Source data =>
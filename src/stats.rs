// 5.0: platform-wide fee totals and the sweeper heartbeat. one record, merged
// into by every trade and position action.

use crate::types::{checked, AccountId, Overflow, Quote, Timestamp};
use serde::{Deserialize, Serialize};

/// Which bucket a fee is attributed to. Same rate either way.
#[derive(Debug, Clone, Copy, PartialEq, Eq, Serialize, Deserialize)]
#[serde(rename_all = "snake_case")]
pub enum FeeBucket {
    Admin,
    User,
}

impl FeeBucket {
    pub fn for_caller(caller: AccountId, operator: AccountId) -> Self {
        if caller == operator {
            FeeBucket::Admin
        } else {
            FeeBucket::User
        }
    }
}

#[derive(Debug, Clone, Default, PartialEq, Eq, Serialize, Deserialize)]
pub struct FeeStats {
    pub total_fees_generated: Quote,
    pub total_user_fees: Quote,
    pub total_admin_fees: Quote,
    pub perp_liquidations: u64,
    pub last_perp_sweep_at: Option<Timestamp>,
}

impl FeeStats {
    /// Adds `fee` to the total and to its bucket. Nothing changes on overflow.
    pub fn record_fee(&mut self, fee: Quote, bucket: FeeBucket) -> Result<(), Overflow> {
        let total = checked(self.total_fees_generated.checked_add(fee), "total_fees_generated")?;
        match bucket {
            FeeBucket::Admin => {
                self.total_admin_fees = checked(self.total_admin_fees.checked_add(fee), "total_admin_fees")?
            }
            FeeBucket::User => {
                self.total_user_fees = checked(self.total_user_fees.checked_add(fee), "total_user_fees")?
            }
        }
        self.total_fees_generated = total;
        Ok(())
    }

    pub fn record_liquidation(&mut self) {
        self.perp_liquidations = self.perp_liquidations.saturating_add(1);
    }

    pub fn heartbeat(&mut self, at: Timestamp) {
        self.last_perp_sweep_at = Some(at);
    }

    /// True when the last sweep is older than `max_age_ms` (or never ran).
    pub fn sweep_is_stale(&self, now: Timestamp, max_age_ms: i64) -> bool {
        match self.last_perp_sweep_at {
            Some(at) => now.as_millis() - at.as_millis() > max_age_ms,
            None => true,
        }
    }

    pub fn apply(&mut self, delta: &StatsDelta) -> Result<(), Overflow> {
        if let Some((fee, bucket)) = delta.fee {
            self.record_fee(fee, bucket)?;
        }
        for _ in 0..delta.liquidations {
            self.record_liquidation();
        }
        if let Some(at) = delta.heartbeat {
            self.heartbeat(at);
        }
        Ok(())
    }

    pub fn validate(&self) -> Result<(), String> {
        let split = self
            .total_user_fees
            .checked_add(self.total_admin_fees)
            .ok_or_else(|| "fee buckets overflow".to_string())?;
        if split != self.total_fees_generated {
            return Err(format!(
                "fee buckets {} do not add up to total {}",
                split, self.total_fees_generated
            ));
        }
        Ok(())
    }
}

/// Increment merged into the singleton stats record at commit time. Merges do
/// not take part in version checks, so concurrent trades never conflict on it.
#[derive(Debug, Clone, Default, PartialEq, Eq, Serialize, Deserialize)]
pub struct StatsDelta {
    pub fee: Option<(Quote, FeeBucket)>,
    pub liquidations: u64,
    pub heartbeat: Option<Timestamp>,
}

impl StatsDelta {
    pub fn fee(fee: Quote, bucket: FeeBucket) -> Self {
        Self {
            fee: Some((fee, bucket)),
            ..Default::default()
        }
    }

    pub fn liquidation() -> Self {
        Self {
            liquidations: 1,
            ..Default::default()
        }
    }

    pub fn heartbeat(at: Timestamp) -> Self {
        Self {
            heartbeat: Some(at),
            ..Default::default()
        }
    }
}

#[cfg(test)]
mod tests {
    use super::*;
    use rust_decimal_macros::dec;

    #[test]
    fn fees_split_by_caller() {
        let operator = AccountId(1);
        let mut stats = FeeStats::default();

        stats.record_fee(Quote::new(dec!(20)), FeeBucket::for_caller(AccountId(5), operator)).unwrap();
        stats.record_fee(Quote::new(dec!(4)), FeeBucket::for_caller(operator, operator)).unwrap();

        assert_eq!(stats.total_fees_generated.value(), dec!(24));
        assert_eq!(stats.total_user_fees.value(), dec!(20));
        assert_eq!(stats.total_admin_fees.value(), dec!(4));
        assert!(stats.validate().is_ok());
    }

    #[test]
    fn deltas_merge() {
        let mut stats = FeeStats::default();
        stats.apply(&StatsDelta::fee(Quote::new(dec!(10)), FeeBucket::User)).unwrap();
        stats.apply(&StatsDelta::liquidation()).unwrap();
        stats.apply(&StatsDelta::heartbeat(Timestamp::from_millis(42))).unwrap();

        assert_eq!(stats.total_user_fees.value(), dec!(10));
        assert_eq!(stats.perp_liquidations, 1);
        assert_eq!(stats.last_perp_sweep_at, Some(Timestamp::from_millis(42)));
    }

    #[test]
    fn fee_overflow_keeps_totals() {
        let mut stats = FeeStats::default();
        stats.record_fee(Quote::new(rust_decimal::Decimal::MAX), FeeBucket::User).unwrap();
        let before = stats.clone();

        assert!(stats.record_fee(Quote::new(dec!(1)), FeeBucket::Admin).is_err());
        assert_eq!(stats, before);
        assert!(stats.validate().is_ok());
    }

    #[test]
    fn heartbeat_staleness() {
        let mut stats = FeeStats::default();
        assert!(stats.sweep_is_stale(Timestamp::from_millis(0), 30_000));

        stats.heartbeat(Timestamp::from_millis(100_000));
        assert!(!stats.sweep_is_stale(Timestamp::from_millis(120_000), 30_000));
        assert!(stats.sweep_is_stale(Timestamp::from_millis(140_000), 30_000));
    }
}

Exercise aim =>
Would you restate the entries word for word, omitting none?

Final answer =>
filename src/stats.rs
// 5.0: platform-wide fee totals and the sweeper heartbeat. one record, merged
// into by every trade and position action.

use crate::types::{checked, AccountId, Overflow, Quote, Timestamp};
use serde::{Deserialize, Serialize};

/// Which bucket a fee is attributed to. Same rate either way.
#[derive(Debug, Clone, Copy, PartialEq, Eq, Serialize, Deserialize)]
#[serde(rename_all = "snake_case")]
pub enum FeeBucket {
    Admin,
    User,
}

impl FeeBucket {
    pub fn for_caller(caller: AccountId, operator: AccountId) -> Self {
        if caller == operator {
            FeeBucket::Admin
        } else {
            FeeBucket::User
        }
    }
}

#[derive(Debug, Clone, Default, PartialEq, Eq, Serialize, Deserialize)]
pub struct FeeStats {
    pub total_fees_generated: Quote,
    pub total_user_fees: Quote,
    pub total_admin_fees: Quote,
    pub perp_liquidations: u64,
    pub last_perp_sweep_at: Option<Timestamp>,
}

impl FeeStats {
    /// Adds `fee` to the total and to its bucket. Nothing changes on overflow.
    pub fn record_fee(&mut self, fee: Quote, bucket: FeeBucket) -> Result<(), Overflow> {
        let total = checked(self.total_fees_generated.checked_add(fee), "total_fees_generated")?;
        match bucket {
            FeeBucket::Admin => {
                self.total_admin_fees = checked(self.total_admin_fees.checked_add(fee), "total_admin_fees")?
            }
            FeeBucket::User => {
                self.total_user_fees = checked(self.total_user_fees.checked_add(fee), "total_user_fees")?
            }
        }
        self.total_fees_generated = total;
        Ok(())
    }

    pub fn record_liquidation(&mut self) {
        self.perp_liquidations = self.perp_liquidations.saturating_add(1);
    }

    pub fn heartbeat(&mut self, at: Timestamp) {
        self.last_perp_sweep_at = Some(at);
    }

    /// True when the last sweep is older than `max_age_ms` (or never ran).
    pub fn sweep_is_stale(&self, now: Timestamp, max_age_ms: i64) -> bool {
        match self.last_perp_sweep_at {
            Some(at) => now.as_millis() - at.as_millis() > max_age_ms,
            None => true,
        }
    }

    pub fn apply(&mut self, delta: &StatsDelta) -> Result<(), Overflow> {
        if let Some((fee, bucket)) = delta.fee {
            self.record_fee(fee, bucket)?;
        }
        for _ in 0..delta.liquidations {
            self.record_liquidation();
        }
        if let Some(at) = delta.heartbeat {
            self.heartbeat(at);
        }
        Ok(())
    }

    pub fn validate(&self) -> Result<(), String> {
        let split = self
            .total_user_fees
            .checked_add(self.total_admin_fees)
            .ok_or_else(|| "fee buckets overflow".to_string())?;
        if split != self.total_fees_generated {
            return Err(format!(
                "fee buckets {} do not add up to total {}",
                split, self.total_fees_generated
            ));
        }
        Ok(())
    }
}

/// Increment merged into the singleton stats record at commit time. Merges do
/// not take part in version checks, so concurrent trades never conflict on it.
#[derive(Debug, Clone, Default, PartialEq, Eq, Serialize, Deserialize)]
pub struct StatsDelta {
    pub fee: Option<(Quote, FeeBucket)>,
    pub liquidations: u64,
    pub heartbeat: Option<Timestamp>,
}

impl StatsDelta {
    pub fn fee(fee: Quote, bucket: FeeBucket) -> Self {
        Self {
            fee: Some((fee, bucket)),
            ..Default::default()
        }
    }

    pub fn liquidation() -> Self {
        Self {
            liquidations: 1,
            ..Default::default()
        }
    }

    pub fn heartbeat(at: Timestamp) -> Self {
        Self {
            heartbeat: Some(at),
            ..Default::default()
        }
    }
}

#[cfg(test)]
mod tests {
    use super::*;
    use rust_decimal_macros::dec;

    #[test]
    fn fees_split_by_caller() {
        let operator = AccountId(1);
        let mut stats = FeeStats::default();

        stats.record_fee(Quote::new(dec!(20)), FeeBucket::for_caller(AccountId(5), operator)).unwrap();
        stats.record_fee(Quote::new(dec!(4)), FeeBucket::for_caller(operator, operator)).unwrap();

        assert_eq!(stats.total_fees_generated.value(), dec!(24));
        assert_eq!(stats.total_user_fees.value(), dec!(20));
        assert_eq!(stats.total_admin_fees.value(), dec!(4));
        assert!(stats.validate().is_ok());
    }

    #[test]
    fn deltas_merge() {
        let mut stats = FeeStats::default();
        stats.apply(&StatsDelta::fee(Quote::new(dec!(10)), FeeBucket::User)).unwrap();
        stats.apply(&StatsDelta::liquidation()).unwrap();
        stats.apply(&StatsDelta::heartbeat(Timestamp::from_millis(42))).unwrap();

        assert_eq!(stats.total_user_fees.value(), dec!(10));
        assert_eq!(stats.perp_liquidations, 1);
        assert_eq!(stats.last_perp_sweep_at, Some(Timestamp::from_millis(42)));
    }

    #[test]
    fn fee_overflow_keeps_totals() {
        let mut stats = FeeStats::default();
        stats.record_fee(Quote::new(rust_decimal::Decimal::MAX), FeeBucket::User).unwrap();
        let before = stats.clone();

        assert!(stats.record_fee(Quote::new(dec!(1)), FeeBucket::Admin).is_err());
        assert_eq!(stats, before);
        assert!(stats.validate().is_ok());
    }

    #[test]
    fn heartbeat_staleness() {
        let mut stats = FeeStats::default();
        assert!(stats.sweep_is_stale(Timestamp::from_millis(0), 30_000));

        stats.heartbeat(Timestamp::from_millis(100_000));
        assert!(!stats.sweep_is_stale(Timestamp::from_millis(120_000), 30_000));
        assert!(stats.sweep_is_stale(Timestamp::from_millis(140_000), 30_000));
    }
}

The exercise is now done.